GOAL OF THE EXERCISE =
Filter the entries and keep only the lines where the string "holds" appears.

DATA FOR PROCESSING =
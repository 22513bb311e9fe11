use pretty_assertions::assert_eq;

use super::*;

fn tokens(input: &str) -> Vec<BetaToken> {
    BetaScanner::new(input.as_bytes())
        .map(|scanned| scanned.token)
        .collect()
}

fn letter(letter: u8, marks: CombiningMarks) -> BetaToken {
    BetaToken::Letter { letter, marks }
}

// === Sigma ===

#[test]
fn sigma_form_inference() {
    assert_eq!(SigmaForm::infer(b'a'), SigmaForm::Medial);
    assert_eq!(SigmaForm::infer(b'Z'), SigmaForm::Medial);
    assert_eq!(SigmaForm::infer(b'\''), SigmaForm::Medial);
    assert_eq!(SigmaForm::infer(b' '), SigmaForm::Final);
    assert_eq!(SigmaForm::infer(b','), SigmaForm::Final);
    assert_eq!(SigmaForm::infer(b'*'), SigmaForm::Final);
    assert_eq!(SigmaForm::infer(0), SigmaForm::Final);
}

#[test]
fn sigma_digits() {
    for form in [SigmaForm::Medial, SigmaForm::Final, SigmaForm::Lunate] {
        assert_eq!(SigmaForm::from_digit(form.digit()), Some(form));
    }
    assert_eq!(SigmaForm::from_digit(b'4'), None);
    assert_eq!(SigmaForm::from_digit(b's'), None);
}

#[test]
fn bare_sigma_uses_lookahead() {
    assert_eq!(
        tokens("sa"),
        vec![BetaToken::Sigma(SigmaForm::Medial), letter(b'a', CombiningMarks::empty())]
    );
    assert_eq!(tokens("s"), vec![BetaToken::Sigma(SigmaForm::Final)]);
    assert_eq!(
        tokens("s "),
        vec![BetaToken::Sigma(SigmaForm::Final), BetaToken::Other(b' ')]
    );
    assert_eq!(
        tokens("s'"),
        vec![BetaToken::Sigma(SigmaForm::Medial), BetaToken::Other(b'\'')]
    );
}

#[test]
fn explicit_sigma_digit_is_consumed() {
    let scanned: Vec<_> = BetaScanner::new(b"s2s3").collect();
    assert_eq!(scanned.len(), 2);
    assert_eq!(scanned[0].token, BetaToken::Sigma(SigmaForm::Final));
    assert_eq!(scanned[0].source, b"s2");
    assert_eq!(scanned[1].token, BetaToken::Sigma(SigmaForm::Lunate));
    assert_eq!(scanned[1].start, 2);
    assert_eq!(scanned[1].end(), 4);
}

#[test]
fn uppercase_sigma_without_asterisk_is_small() {
    assert_eq!(tokens("S"), vec![BetaToken::Sigma(SigmaForm::Final)]);
}

#[test]
fn sigma_does_not_take_marks() {
    assert_eq!(
        tokens("s/"),
        vec![BetaToken::Sigma(SigmaForm::Final), BetaToken::Other(b'/')]
    );
}

#[test]
fn capital_sigma() {
    assert_eq!(
        tokens("*s"),
        vec![BetaToken::CapitalSigma {
            lunate: false,
            marks: CombiningMarks::empty()
        }]
    );
    assert_eq!(
        tokens("*s3"),
        vec![BetaToken::CapitalSigma {
            lunate: true,
            marks: CombiningMarks::empty()
        }]
    );
}

// === Letters and marks ===

#[test]
fn small_letter_collects_trailing_marks() {
    let scanned: Vec<_> = BetaScanner::new(b"a)/|b").collect();
    assert_eq!(
        scanned[0].token,
        letter(
            b'a',
            CombiningMarks::PSILI | CombiningMarks::OXIA | CombiningMarks::YPOGEGRAMMENI
        )
    );
    assert_eq!(scanned[0].source, b"a)/|");
    assert_eq!(scanned[1].token, letter(b'b', CombiningMarks::empty()));
}

#[test]
fn uppercase_without_asterisk_is_small() {
    assert_eq!(tokens("A("), vec![letter(b'a', CombiningMarks::DASIA)]);
}

#[test]
fn capital_takes_marks_before_letter() {
    assert_eq!(
        tokens("*)/a"),
        vec![letter(b'A', CombiningMarks::PSILI | CombiningMarks::OXIA)]
    );
}

#[test]
fn capital_takes_only_subscript_after_letter() {
    assert_eq!(
        tokens("*(w|"),
        vec![letter(b'W', CombiningMarks::DASIA | CombiningMarks::YPOGEGRAMMENI)]
    );
    assert_eq!(
        tokens("*a/"),
        vec![letter(b'A', CombiningMarks::empty()), BetaToken::Other(b'/')]
    );
}

#[test]
fn repeated_marks_coalesce() {
    assert_eq!(tokens("e//"), vec![letter(b'e', CombiningMarks::OXIA)]);
}

#[test]
fn stray_asterisk_is_literal() {
    assert_eq!(
        tokens("*)1"),
        vec![
            BetaToken::Other(b'*'),
            BetaToken::Other(b')'),
            BetaToken::Other(b'1')
        ]
    );
    assert_eq!(tokens("*"), vec![BetaToken::Other(b'*')]);
}

// === Other tokens ===

#[test]
fn quote_and_punctuation() {
    assert_eq!(
        tokens("\"a\";"),
        vec![
            BetaToken::Quote,
            letter(b'a', CombiningMarks::empty()),
            BetaToken::Quote,
            BetaToken::Other(b';'),
        ]
    );
}

#[test]
fn non_ascii_sequence_passes_through_whole() {
    let input = "a\u{2603}b";
    let scanned: Vec<_> = BetaScanner::new(input.as_bytes()).collect();
    assert_eq!(scanned.len(), 3);
    assert_eq!(scanned[1].token, BetaToken::Passthrough);
    assert_eq!(scanned[1].source, "\u{2603}".as_bytes());
}

#[test]
fn truncated_sequence_is_clamped() {
    let scanned: Vec<_> = BetaScanner::new(&[b'a', 0xE2, 0x98]).collect();
    assert_eq!(scanned.len(), 2);
    assert_eq!(scanned[1].source, &[0xE2, 0x98]);
}

#[test]
fn input_ends_at_nul() {
    assert_eq!(tokens("ab\0cd").len(), 2);
    let mut scanner = BetaScanner::new(b"a\0b");
    assert!(scanner.next_token().is_some());
    assert_eq!(scanner.pos(), 1);
    assert!(scanner.next_token().is_none());
}

#[test]
fn empty_input() {
    assert!(tokens("").is_empty());
}
use std::collections::HashMap;

use sched_core::{Placement, Schedule, State};
use serde::Serialize;
use tracing::trace;

/// Precomputed candidate triples per course.
pub type Domains = HashMap<String, Vec<Placement>>;

#[derive(Clone, Copy, Debug, Default, Serialize)]
pub struct SearchStats {
    pub nodes: u64,
    pub backtracks: u64,
}

/// Static filter over every (classroom, teacher, slot) combination, evaluated
/// once against the schedule as it stands now.
pub fn generate_domains(schedule: &Schedule) -> Domains {
    let mut domains = Domains::new();
    for course in schedule.courses() {
        let values = domains.entry(course.name.clone()).or_default();
        for room in schedule.classrooms() {
            for teacher in schedule.teachers() {
                for slot in schedule.available_time_slots() {
                    if teacher.prefers(slot)
                        && !room.is_occupied_at_time(slot)
                        && room.can_host_course(&course.name)
                        && teacher.can_teach_course(&course.name)
                    {
                        values.push(Placement::new(room.name(), teacher.name(), slot.clone()));
                    }
                }
            }
        }
    }
    domains
}

pub struct Constraint {
    pub name: &'static str,
    check: fn(&Schedule, &str, &Placement) -> bool,
}

impl Constraint {
    pub fn holds(&self, schedule: &Schedule, course: &str, value: &Placement) -> bool {
        (self.check)(schedule, course, value)
    }
}

/// Checked in order against the tentative assignment; the first failure rejects the value.
pub const CONSTRAINTS: [Constraint; 9] = [
    Constraint {
        name: "classroom_free",
        check: |s, _, v| {
            s.classroom(&v.classroom)
                .is_some_and(|r| !r.is_occupied_at_time(&v.slot))
        },
    },
    Constraint {
        name: "classroom_hosts_course",
        check: |s, course, v| {
            s.classroom(&v.classroom)
                .is_some_and(|r| r.can_host_course(course))
        },
    },
    Constraint {
        name: "teacher_qualified",
        check: |s, course, v| {
            s.teacher(&v.teacher)
                .is_some_and(|t| t.can_teach_course(course))
        },
    },
    Constraint {
        name: "preferred_slot",
        check: |s, _, v| s.teacher(&v.teacher).is_some_and(|t| t.prefers(&v.slot)),
    },
    Constraint {
        name: "teacher_free",
        check: |s, _, v| {
            s.teacher(&v.teacher)
                .is_some_and(|t| t.is_free_at_time(&v.slot))
        },
    },
    Constraint {
        name: "teacher_has_capacity",
        check: |s, _, v| {
            s.teacher(&v.teacher)
                .is_some_and(|t| t.has_available_time_slot())
        },
    },
    Constraint {
        name: "teacher_not_overloaded",
        check: |s, _, v| {
            s.teacher(&v.teacher)
                .is_some_and(|t| !t.is_teaching_too_much())
        },
    },
    Constraint {
        name: "classroom_without_overlaps",
        check: |s, _, v| {
            s.classroom(&v.classroom)
                .is_some_and(|r| r.count_overlaps() == 0)
        },
    },
    Constraint {
        name: "teacher_without_overlaps",
        check: |s, _, v| s.teacher(&v.teacher).is_some_and(|t| t.count_overlaps() == 0),
    },
];

/// Most-constrained-first backtracking over fixed domains, mutating one
/// shared state and undoing every commit on failure.
pub struct Csp {
    state: State,
    stats: SearchStats,
}

impl Csp {
    pub fn new(state: State) -> Self {
        Self {
            state,
            stats: SearchStats::default(),
        }
    }

    pub fn solve(mut self) -> (Option<State>, SearchStats) {
        let domains = generate_domains(self.state.schedule());
        self.state.schedule_mut().reorder_by_nr_teachers();
        // Sync the seat counter with whatever is already assigned.
        self.state.compute_hard_conflicts();

        if backtrack(&mut self.state, &domains, &mut self.stats) {
            self.state.compute_hard_conflicts();
            self.state.compute_soft_conflicts();
            (Some(self.state), self.stats)
        } else {
            (None, self.stats)
        }
    }
}

fn backtrack(state: &mut State, domains: &Domains, stats: &mut SearchStats) -> bool {
    stats.nodes += 1;
    if state.conflicts_caused_by_not_enough_seats() == 0 {
        return true;
    }

    let Some(course) = state
        .schedule()
        .courses()
        .iter()
        .find(|c| state.seats_filled(&c.name) < c.students)
        .map(|c| c.name.clone())
    else {
        return true;
    };

    for value in domains.get(&course).map(Vec::as_slice).unwrap_or_default() {
        state.schedule_mut().push_assignment(&course, value.clone());

        if let Some(failed) = CONSTRAINTS
            .iter()
            .find(|c| !c.holds(state.schedule(), &course, value))
        {
            trace!(
                %course,
                constraint = failed.name,
                "rejected {} / {} at {}",
                value.classroom,
                value.teacher,
                value.slot
            );
            state.schedule_mut().remove_assignment(&course, value);
            continue;
        }

        let capacity = state
            .schedule()
            .classroom(&value.classroom)
            .map_or(0, |r| r.capacity());
        state.schedule_mut().book(&course, value);
        state.increase_seats(&course, capacity);

        if backtrack(state, domains, stats) {
            return true;
        }

        stats.backtracks += 1;
        state.decrease_seats(&course, capacity);
        state.schedule_mut().unbook(&course, value);
        state.schedule_mut().remove_assignment(&course, value);
    }

    state.schedule_mut().prune_empty_assignment(&course);
    false
}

COMPLETED EXERCISE =
    pub fn holds(&self, schedule: &Schedule, course: &str, value: &Placement) -> bool {
            .find(|c| !c.holds(state.schedule(), &course, value))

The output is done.